Diesen Ruf haben wir eigentlich schon immer, weil wir uns stets in politische Auseinandersetzungen einmischen. Und die nachhaltige Verbesserung der Verkehrs- und Wohnsituation in unserem Stadtteil Heslach, früher auch „Schwabenbronx“ genannt, ist für uns ebenso ein Thema wie das Erschließen neuer Wanderwege. Wir sind gut vernetzt und anerkannt.

Was macht eure Ortsgruppe sonst noch?

Einen gewissen Namen haben wir uns mit musikalisch-kabarettistischen Kulturveranstaltungen, friedens- und umweltpolitischen Aktivitäten sowie unserem Engagement in der Initiative Stolperstein und der Geschichtswerkstatt gemacht.

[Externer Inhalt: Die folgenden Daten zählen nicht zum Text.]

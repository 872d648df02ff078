//! Storage collaborators
//!
//! Principals never talk to each other directly. Everything moves through two
//! stores shared between them:
//!
//! - a [`QueueStore`]: FIFO queues keyed by `(owner, direction, channel)`
//! - a [`KvStore`]: durable blobs keyed by `(owner, key)`
//!
//! Both are blocking. A failing store fails the calling operation right away.

use std::fmt::Debug;

use serde::{Deserialize, Serialize};
use uuid::Uuid;

mod fs;
mod memory;

pub use fs::FsStore;
pub use memory::MemoryStore;

#[derive(thiserror::Error, Debug)]
pub enum StoreError {
    #[error("io error: {0}")]
    Io(#[from] std::io::Error),
    #[error("invalid key: {0}")]
    InvalidKey(String),
    #[error("store error: {0}")]
    Internal(String),
}

/// Which side of a principal a queue sits on
#[derive(Debug, Clone, Copy, PartialEq, Eq, Hash, Serialize, Deserialize)]
#[serde(rename_all = "lowercase")]
pub enum Direction {
    /// Messages destined for the owner
    Incoming,
    /// Messages the owner produced for pickup
    Outgoing,
}

impl Direction {
    pub fn as_str(&self) -> &'static str {
        match self {
            Direction::Incoming => "incoming",
            Direction::Outgoing => "outgoing",
        }
    }
}

#[derive(Debug, Clone, Copy, PartialEq, Eq, Hash, Serialize, Deserialize)]
#[serde(rename_all = "lowercase")]
pub enum Channel {
    Registration,
    Invite,
    Csrs,
    Certs,
}

impl Channel {
    pub fn as_str(&self) -> &'static str {
        match self {
            Channel::Registration => "registration",
            Channel::Invite => "invite",
            Channel::Csrs => "csrs",
            Channel::Certs => "certs",
        }
    }
}

impl std::fmt::Display for Channel {
    fn fmt(&self, f: &mut std::fmt::Formatter<'_>) -> std::fmt::Result {
        f.write_str(self.as_str())
    }
}

impl std::fmt::Display for Direction {
    fn fmt(&self, f: &mut std::fmt::Formatter<'_>) -> std::fmt::Result {
        f.write_str(self.as_str())
    }
}

pub trait QueueStore: Debug + Send + Sync {
    /// Append `item` to the tail of the queue
    fn push(
        &self,
        owner: &Uuid,
        direction: Direction,
        channel: Channel,
        item: &[u8],
    ) -> Result<(), StoreError>;

    /// Remove and return the head of the queue, `None` when it is empty
    fn pop(
        &self,
        owner: &Uuid,
        direction: Direction,
        channel: Channel,
    ) -> Result<Option<Vec<u8>>, StoreError>;

    fn size(&self, owner: &Uuid, direction: Direction, channel: Channel)
        -> Result<usize, StoreError>;
}

pub trait KvStore: Debug + Send + Sync {
    fn get(&self, owner: &Uuid, key: &str) -> Result<Option<Vec<u8>>, StoreError>;

    fn put(&self, owner: &Uuid, key: &str, value: &[u8]) -> Result<(), StoreError>;

    /// Returns whether a value was removed
    fn delete(&self, owner: &Uuid, key: &str) -> Result<bool, StoreError>;

    /// Keys of `owner` starting with `prefix`, sorted
    fn list(&self, owner: &Uuid, prefix: &str) -> Result<Vec<String>, StoreError>;
}

fn check_key(key: &str) -> Result<(), StoreError> {
    if key.is_empty() || key.chars().any(char::is_control) {
        return Err(StoreError::InvalidKey(key.to_string()));
    }
    Ok(())
}

#[cfg(test)]
pub(crate) mod test {
    use super::*;

    /// Behaviour every queue implementation must share
    pub fn exercise_queue(store: &impl QueueStore) {
        let owner = Uuid::now_v7();
        let other = Uuid::now_v7();
        let (incoming, outgoing) = (Direction::Incoming, Direction::Outgoing);

        assert_eq!(store.size(&owner, incoming, Channel::Csrs).unwrap(), 0);
        assert_eq!(store.pop(&owner, incoming, Channel::Csrs).unwrap(), None);

        store.push(&owner, outgoing, Channel::Csrs, b"one").unwrap();
        store.push(&owner, outgoing, Channel::Csrs, b"two").unwrap();
        store.push(&owner, outgoing, Channel::Certs, b"cert").unwrap();
        store.push(&other, outgoing, Channel::Csrs, b"other").unwrap();

        assert_eq!(store.size(&owner, outgoing, Channel::Csrs).unwrap(), 2);
        assert_eq!(store.size(&owner, incoming, Channel::Csrs).unwrap(), 0);

        assert_eq!(
            store.pop(&owner, outgoing, Channel::Csrs).unwrap(),
            Some(b"one".to_vec())
        );
        // requeue lands at the tail
        store.push(&owner, outgoing, Channel::Csrs, b"one").unwrap();
        assert_eq!(
            store.pop(&owner, outgoing, Channel::Csrs).unwrap(),
            Some(b"two".to_vec())
        );
        assert_eq!(
            store.pop(&owner, outgoing, Channel::Csrs).unwrap(),
            Some(b"one".to_vec())
        );
        assert_eq!(store.pop(&owner, outgoing, Channel::Csrs).unwrap(), None);
        assert_eq!(store.size(&other, outgoing, Channel::Csrs).unwrap(), 1);
        assert_eq!(store.size(&owner, outgoing, Channel::Certs).unwrap(), 1);
    }

    /// Behaviour every kv implementation must share
    pub fn exercise_kv(store: &impl KvStore) {
        let owner = Uuid::now_v7();
        let other = Uuid::now_v7();

        assert_eq!(store.get(&owner, "entity").unwrap(), None);
        store.put(&owner, "entity", b"v1").unwrap();
        store.put(&owner, "entity", b"v2").unwrap();
        store.put(&owner, "csr/a", b"a").unwrap();
        store.put(&owner, "csr/b", b"b").unwrap();
        store.put(&owner, "cert/a", b"c").unwrap();
        store.put(&other, "csr/z", b"z").unwrap();

        assert_eq!(store.get(&owner, "entity").unwrap(), Some(b"v2".to_vec()));
        assert_eq!(
            store.list(&owner, "csr/").unwrap(),
            vec!["csr/a".to_string(), "csr/b".to_string()]
        );
        assert_eq!(store.list(&owner, "").unwrap().len(), 4);

        assert!(store.delete(&owner, "csr/a").unwrap());
        assert!(!store.delete(&owner, "csr/a").unwrap());
        assert_eq!(store.list(&owner, "csr/").unwrap(), vec!["csr/b".to_string()]);
        assert_eq!(store.get(&other, "csr/z").unwrap(), Some(b"z".to_vec()));

        assert!(matches!(
            store.put(&owner, "", b"x"),
            Err(StoreError::InvalidKey(_))
        ));
    }
}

Gibt es weitere Pläne für den Weg?

Am Santiago-de-Chile-Platz, wir sprachen gerade darüber, stehen auch eine Moai-Statue von den Osterinseln sowie eine Statue der chilenischen Dichterin und Nobelpreisträgerin Gabriela Mistral. Wir wollen auch für den anderen chilenischen Nobelpreisträger Pablo Neruda, den „Dichter des Volkes“, ein Denkmal aufstellen. Am liebsten im Jahr 2023, wenn sich sein Todestag sowie der Militärputsch gegen die Unidad Popular zum 50. Mal jähren.